Stored data:

--- START ---

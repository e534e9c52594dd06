/*
 * Responsibility
 * - Config → tracing → Router assembly
 * - Apply cross-cutting middleware
 * - Start axum::serve() with graceful shutdown
 */
use std::{panic, process};

use anyhow::Result;
use axum::{Router, routing::get};
use tokio::signal;
use tracing_subscriber::{layer::SubscriberExt, util::SubscriberInitExt};

use crate::api;
use crate::api::v1::handlers::health::health;
use crate::config::Config;
use crate::middleware;

fn init_tracing() {
    // Prefer RUST_LOG if set; otherwise use a sensible default.
    // Ex:
    // RUST_LOG=info,api_key_auth=debug,tower_http=debug cargo run
    let filter = tracing_subscriber::EnvFilter::try_from_default_env()
        .unwrap_or_else(|_| tracing_subscriber::EnvFilter::new("info,tower_http=info"));

    tracing_subscriber::registry()
        .with(filter)
        .with(tracing_subscriber::fmt::layer())
        .init();
}

fn init_panic_hook(abort_on_panic: bool) {
    let default_hook = panic::take_hook();

    panic::set_hook(Box::new(move |info| {
        // stderr can be hidden depending on how the process is launched
        tracing::error!(?info, "panic");

        if abort_on_panic {
            process::abort();
        } else {
            default_hook(info);
        }
    }))
}

pub async fn run() -> Result<()> {
    init_tracing();
    let config = Config::from_env()?;
    init_panic_hook(!config.app_env.is_production());

    tracing::info!(
        "starting API in {:?} mode on {}",
        config.app_env,
        config.addr
    );

    let app = build_router(&config);
    let listener = tokio::net::TcpListener::bind(config.addr).await?;
    axum::serve(listener, app)
        .with_graceful_shutdown(shutdown_signal())
        .await?;

    tracing::info!("server stopped");
    Ok(())
}

pub fn build_router(config: &Config) -> Router {
    let router = Router::new()
        .route("/health", get(health))
        .nest("/api/v1", api::v1::routes());

    middleware::http::apply(router, config)
}

async fn shutdown_signal() {
    let ctrl_c = async {
        if let Err(err) = signal::ctrl_c().await {
            tracing::error!(error = %err, "failed to listen for ctrl+c");
            std::future::pending::<()>().await;
        }
    };

    #[cfg(unix)]
    let terminate = async {
        match signal::unix::signal(signal::unix::SignalKind::terminate()) {
            Ok(mut sig) => {
                sig.recv().await;
            }
            Err(err) => {
                tracing::error!(error = %err, "failed to install SIGTERM handler");
                std::future::pending::<()>().await;
            }
        }
    };

    #[cfg(not(unix))]
    let terminate = std::future::pending::<()>();

    tokio::select! {
        _ = ctrl_c => {},
        _ = terminate => {},
    }

    tracing::info!("shutdown signal received");
}
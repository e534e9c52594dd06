/*
 * Responsibility
 * - v1 public surface (re-export of routes() and friends)
 */
pub mod extractors;
pub mod handlers;
mod routes;

pub use routes::routes;
//! In-memory HTTP backend for exercising the client end to end.
//!
//! Serves a small todo resource plus the two batch endpoints. A batch
//! endpoint replays each entry of `{"batch": [...]}` against the resource
//! router and answers with one `{status_code, reason_phrase, body}` element
//! per entry, in request order.

use std::{collections::HashMap, sync::Arc};

use axum::{
    body::Body,
    extract::{Path, State},
    http::{header, HeaderName, HeaderValue, Method, Request, StatusCode},
    routing::{get, post},
    Json, Router,
};
use http_body_util::BodyExt;
use serde::{Deserialize, Serialize};
use serde_json::Value;
use tokio::{net::TcpListener, sync::RwLock};
use tower::ServiceExt;
use tracing::{debug, info};
use uuid::Uuid;

#[derive(Clone, Debug, PartialEq, Serialize, Deserialize)]
pub struct Todo {
    pub id: Uuid,
    pub title: String,
    pub completed: bool,
}

#[derive(Deserialize)]
pub struct CreateTodo {
    pub title: String,
    #[serde(default)]
    pub completed: bool,
}

#[derive(Deserialize)]
pub struct UpdateTodo {
    pub title: Option<String>,
    pub completed: Option<bool>,
}

/// One sub-request inside a combined batch body.
#[derive(Debug, Deserialize)]
pub struct BatchEntry {
    pub url: String,
    pub method: String,
    #[serde(default)]
    pub headers: HashMap<String, String>,
    #[serde(default)]
    pub body: Option<Value>,
}

#[derive(Debug, Deserialize)]
pub struct BatchRequest {
    pub batch: Vec<BatchEntry>,
}

/// Outcome of one sub-request.
#[derive(Debug, PartialEq, Serialize, Deserialize)]
pub struct BatchReply {
    pub status_code: u16,
    pub reason_phrase: String,
    pub body: Value,
}

pub type Db = Arc<RwLock<HashMap<Uuid, Todo>>>;

fn resources(db: Db) -> Router {
    Router::new()
        .route("/todos/", get(list_todos).post(create_todo))
        .route(
            "/todos/{id}/",
            get(get_todo)
                .put(update_todo)
                .patch(update_todo)
                .delete(delete_todo),
        )
        .with_state(db)
}

pub fn app() -> Router {
    let resources = resources(Db::default());
    Router::new()
        .route("/batch/", post(run_batch))
        .route("/batch/mutable/", post(run_batch))
        .with_state(resources.clone())
        .merge(resources)
}

pub async fn run(listener: TcpListener) -> Result<(), std::io::Error> {
    if let Ok(addr) = listener.local_addr() {
        info!(%addr, "mock server listening");
    }
    axum::serve(listener, app()).await
}

async fn list_todos(State(db): State<Db>) -> Json<Vec<Todo>> {
    let todos = db.read().await;
    Json(todos.values().cloned().collect())
}

async fn create_todo(
    State(db): State<Db>,
    Json(input): Json<CreateTodo>,
) -> (StatusCode, Json<Todo>) {
    let todo = Todo {
        id: Uuid::new_v4(),
        title: input.title,
        completed: input.completed,
    };
    db.write().await.insert(todo.id, todo.clone());
    (StatusCode::CREATED, Json(todo))
}

async fn get_todo(
    State(db): State<Db>,
    Path(id): Path<Uuid>,
) -> Result<Json<Todo>, StatusCode> {
    let todos = db.read().await;
    todos.get(&id).cloned().map(Json).ok_or(StatusCode::NOT_FOUND)
}

async fn update_todo(
    State(db): State<Db>,
    Path(id): Path<Uuid>,
    Json(input): Json<UpdateTodo>,
) -> Result<Json<Todo>, StatusCode> {
    let mut todos = db.write().await;
    let todo = todos.get_mut(&id).ok_or(StatusCode::NOT_FOUND)?;
    if let Some(title) = input.title {
        todo.title = title;
    }
    if let Some(completed) = input.completed {
        todo.completed = completed;
    }
    Ok(Json(todo.clone()))
}

async fn delete_todo(
    State(db): State<Db>,
    Path(id): Path<Uuid>,
) -> Result<StatusCode, StatusCode> {
    let mut todos = db.write().await;
    todos.remove(&id).map(|_| StatusCode::NO_CONTENT).ok_or(StatusCode::NOT_FOUND)
}

async fn run_batch(
    State(resources): State<Router>,
    Json(input): Json<BatchRequest>,
) -> Json<Vec<BatchReply>> {
    debug!(size = input.batch.len(), "running batch");
    let mut replies = Vec::with_capacity(input.batch.len());
    // Entries run one after another so later entries see earlier writes.
    for entry in input.batch {
        replies.push(replay(&resources, entry).await);
    }
    Json(replies)
}

async fn replay(resources: &Router, entry: BatchEntry) -> BatchReply {
    let request = match sub_request(entry) {
        Ok(request) => request,
        Err(status) => return reply(status, Value::Null),
    };
    let response = match resources.clone().oneshot(request).await {
        Ok(response) => response,
        Err(never) => match never {},
    };
    let status = response.status();
    let bytes = match response.into_body().collect().await {
        Ok(collected) => collected.to_bytes(),
        Err(_) => return reply(StatusCode::INTERNAL_SERVER_ERROR, Value::Null),
    };
    let body = if bytes.is_empty() {
        Value::Null
    } else {
        serde_json::from_slice(&bytes)
            .unwrap_or_else(|_| Value::String(String::from_utf8_lossy(&bytes).into_owned()))
    };
    reply(status, body)
}

fn sub_request(entry: BatchEntry) -> Result<Request<Body>, StatusCode> {
    let method = Method::from_bytes(entry.method.as_bytes()).map_err(|_| StatusCode::BAD_REQUEST)?;
    let (body, json) = match entry.body {
        None | Some(Value::Null) => (Body::empty(), false),
        Some(Value::String(text)) => (Body::from(text), false),
        Some(other) => (Body::from(other.to_string()), true),
    };
    let mut request = Request::builder()
        .method(method)
        .uri(&entry.url)
        .body(body)
        .map_err(|_| StatusCode::BAD_REQUEST)?;
    let headers = request.headers_mut();
    for (name, value) in &entry.headers {
        let name = HeaderName::from_bytes(name.as_bytes()).map_err(|_| StatusCode::BAD_REQUEST)?;
        let value = HeaderValue::from_str(value).map_err(|_| StatusCode::BAD_REQUEST)?;
        headers.insert(name, value);
    }
    if json {
        headers.insert(header::CONTENT_TYPE, HeaderValue::from_static("application/json"));
    }
    Ok(request)
}

fn reply(status: StatusCode, body: Value) -> BatchReply {
    BatchReply {
        status_code: status.as_u16(),
        reason_phrase: status.canonical_reason().unwrap_or_default().to_string(),
        body,
    }
}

--- END ---

## Activity
Count up the lines of the data that include "HeaderValue". Reply with a number only.

## Exercise output
3